63% of Your Bookings Now Belong to the OTAs. And It's Getting Worse.

Cloudbeds just analyzed 90 million bookings and the picture for independents isn't tightening margins... it's a slow-motion surrender of your business to platforms that charge you 15-25% for guests who used to find you on their own. The question is whether you're going to do something about it or just keep writing the commission checks.

Available Analysis

I worked with a GM years ago who ran a 72-key independent in a beach market. Good operator. Clean rooms, solid reviews, loyal repeat guests. One day he sat down and actually tracked where every single reservation came from for 30 days. Not what the PMS said. What actually happened. He called me afterward and said, "Mike, I thought I was running a hotel. Turns out I'm running a storefront for Booking.com." He wasn't wrong. And that was in 2019, when OTAs had a smaller piece of the pie than they do right now.

Cloudbeds just dropped their annual State of Independent Hotels report, and the numbers should make every independent owner in America stop what they're doing and pay attention. OTAs now control 63.4% of independent hotel bookings globally... up from 61.3% a year ago. In some markets it's approaching 80%. Meanwhile, global RevPAR for independents dropped 5.4% last year. ADR fell 5.8%. And here's the number that should keep you up tonight... the cost of acquisition for independent hotels has risen 25% since 2019, while RevPAR only climbed 19% over that same period. You're paying more to get each guest than you were before the pandemic, and you're making less per room when they show up. The math is going the wrong direction, and it's accelerating.

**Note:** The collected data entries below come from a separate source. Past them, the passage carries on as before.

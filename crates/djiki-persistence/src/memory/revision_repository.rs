//! In-Memory Revision Store Implementation
//!
//! Memory backend, reference implementation of the append contract

use chrono::{DateTime, Duration, Utc};
use parking_lot::{Mutex, RwLock};
use std::collections::HashMap;
use std::sync::Arc;
use tracing::{debug, warn};

use djiki_domain::{
    entities::{ContentEntity, NewRevision, Revision},
    errors::{DomainError, DomainResult},
    repositories::RevisionStore,
    value_objects::{EntityKey, EntityKind, RevisionId},
};

/// Revisions of one entity, oldest first
#[derive(Debug)]
struct EntityLog {
    key: EntityKey,
    revisions: Vec<Revision>,
}

impl EntityLog {
    fn head(&self) -> Option<&Revision> {
        self.revisions.last()
    }

    fn summary(&self) -> Option<ContentEntity> {
        let first = self.revisions.first()?;
        let head = self.revisions.last()?;
        Some(ContentEntity {
            key: self.key.clone(),
            created_at: first.created_at,
            updated_at: head.created_at,
            revision_count: self.revisions.len(),
        })
    }
}

/// Thread-safe in-memory implementation of RevisionStore
///
/// The outer RwLock only guards the entity map. Each entity has its own
/// Mutex so appends to different entities never contend, while the head
/// check and the push of one append happen under a single lock.
#[derive(Debug, Default)]
pub struct InMemoryRevisionStore {
    entities: RwLock<HashMap<EntityKey, Arc<Mutex<EntityLog>>>>,
}

impl InMemoryRevisionStore {
    /// Create a new empty in-memory store
    pub fn new() -> Self {
        Self {
            entities: RwLock::new(HashMap::new()),
        }
    }

    /// Number of entities with at least one revision (for testing)
    pub fn count(&self) -> usize {
        self.entities
            .read()
            .values()
            .filter(|log| !log.lock().revisions.is_empty())
            .count()
    }

    /// Drop every entity (for testing)
    pub fn clear(&self) {
        self.entities.write().clear();
    }

    fn log(&self, key: &EntityKey) -> Option<Arc<Mutex<EntityLog>>> {
        self.entities.read().get(key).cloned()
    }

    /// Admit `revision` against the head of `log` and push it
    fn push(key: &EntityKey, log: &mut EntityLog, revision: NewRevision) -> DomainResult<Revision> {
        let created_at = match admit(key, log.head(), &revision) {
            Ok(at) => at,
            Err(err) => {
                warn!(entity = %key, error = %err, "Rejected revision append");
                return Err(err);
            }
        };

        let stored = Revision {
            id: RevisionId::new(),
            entity: key.clone(),
            created_at,
            author: revision.author,
            content: revision.content,
            description: revision.description,
        };
        log.revisions.push(stored.clone());

        debug!(
            entity = %key,
            revision = %stored.id,
            count = log.revisions.len(),
            "Appended revision"
        );
        Ok(stored)
    }

    fn with_revisions<T>(
        &self,
        key: &EntityKey,
        f: impl FnOnce(&[Revision]) -> DomainResult<T>,
    ) -> DomainResult<T> {
        let log = self
            .log(key)
            .ok_or_else(|| DomainError::entity_not_found(key))?;
        let log = log.lock();
        if log.revisions.is_empty() {
            return Err(DomainError::entity_not_found(key));
        }
        f(&log.revisions)
    }
}

/// Check an append request against the current head and pick its timestamp
fn admit(
    key: &EntityKey,
    head: Option<&Revision>,
    request: &NewRevision,
) -> DomainResult<DateTime<Utc>> {
    if request.content.kind() != key.kind {
        return Err(DomainError::invalid_content(
            key,
            format!(
                "expected {} content, got {}",
                key.kind,
                request.content.kind()
            ),
        ));
    }

    match (head, request.base) {
        (None, None) => {}
        (None, Some(base)) => {
            return Err(DomainError::concurrent_modification(
                key,
                format!("entity does not exist, expected head {}", base),
            ));
        }
        (Some(head), None) => {
            return Err(DomainError::concurrent_modification(
                key,
                format!("entity already exists with head {}", head.id),
            ));
        }
        (Some(head), Some(base)) if head.id != base => {
            return Err(DomainError::concurrent_modification(
                key,
                format!("head moved from {} to {}", base, head.id),
            ));
        }
        (Some(_), Some(_)) => {}
    }

    let floor = head.map(|h| h.created_at);
    match (request.created_at, floor) {
        (Some(at), Some(floor)) if at <= floor => Err(DomainError::concurrent_modification(
            key,
            format!("timestamp {} is not after head timestamp {}", at, floor),
        )),
        (Some(at), _) => Ok(at),
        (None, Some(floor)) => Ok(Utc::now().max(floor + Duration::microseconds(1))),
        (None, None) => Ok(Utc::now()),
    }
}

impl RevisionStore for InMemoryRevisionStore {
    fn append(&self, key: &EntityKey, revision: NewRevision) -> DomainResult<Revision> {
        if let Some(log) = self.log(key) {
            return Self::push(key, &mut log.lock(), revision);
        }

        // Entities enter the map only with an admitted first revision
        let mut entities = self.entities.write();
        let existing = entities.get(key).cloned();
        if let Some(log) = existing {
            drop(entities);
            return Self::push(key, &mut log.lock(), revision);
        }
        let mut log = EntityLog {
            key: key.clone(),
            revisions: Vec::new(),
        };
        let stored = Self::push(key, &mut log, revision)?;
        entities.insert(key.clone(), Arc::new(Mutex::new(log)));
        Ok(stored)
    }

    fn latest(&self, key: &EntityKey) -> DomainResult<Revision> {
        self.with_revisions(key, |revisions| {
            revisions
                .last()
                .cloned()
                .ok_or_else(|| DomainError::entity_not_found(key))
        })
    }

    fn get(&self, key: &EntityKey, id: &RevisionId) -> DomainResult<Revision> {
        let log = self
            .log(key)
            .ok_or_else(|| DomainError::revision_not_found(id))?;
        let log = log.lock();
        log.revisions
            .iter()
            .find(|r| r.id == *id)
            .cloned()
            .ok_or_else(|| DomainError::revision_not_found(id))
    }

    fn history(&self, key: &EntityKey) -> DomainResult<Vec<Revision>> {
        self.with_revisions(key, |revisions| Ok(revisions.iter().rev().cloned().collect()))
    }

    fn before(&self, key: &EntityKey, timestamp: DateTime<Utc>) -> DomainResult<Option<Revision>> {
        self.with_revisions(key, |revisions| {
            Ok(revisions
                .iter()
                .rev()
                .find(|r| r.created_at < timestamp)
                .cloned())
        })
    }

    fn exists(&self, key: &EntityKey) -> DomainResult<bool> {
        Ok(self
            .log(key)
            .map(|log| !log.lock().revisions.is_empty())
            .unwrap_or(false))
    }

    fn entity(&self, key: &EntityKey) -> DomainResult<ContentEntity> {
        let log = self
            .log(key)
            .ok_or_else(|| DomainError::entity_not_found(key))?;
        let summary = log.lock().summary();
        summary.ok_or_else(|| DomainError::entity_not_found(key))
    }

    fn list(&self, kind: EntityKind) -> DomainResult<Vec<ContentEntity>> {
        let logs: Vec<Arc<Mutex<EntityLog>>> = self
            .entities
            .read()
            .iter()
            .filter(|(key, _)| key.kind == kind)
            .map(|(_, log)| log.clone())
            .collect();

        let mut entities: Vec<ContentEntity> =
            logs.iter().filter_map(|log| log.lock().summary()).collect();
        entities.sort_by_key(|e| e.key.name.slug().to_lowercase());
        Ok(entities)
    }
}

Let me be direct about what's happening here. Every percentage point of OTA share growth is margin you're handing over voluntarily. An OTA booking at a 20% commission with a 21.8% cancellation rate is a fundamentally different economic animal than a direct booking at zero commission with a 10.6% cancellation rate. Those aren't my numbers... they're straight from the report. That cancellation gap alone is destroying your ability to forecast, manage staffing, and optimize revenue. You're building your business plan on reservations that have a one-in-five chance of vaporizing. And you're paying for the privilege.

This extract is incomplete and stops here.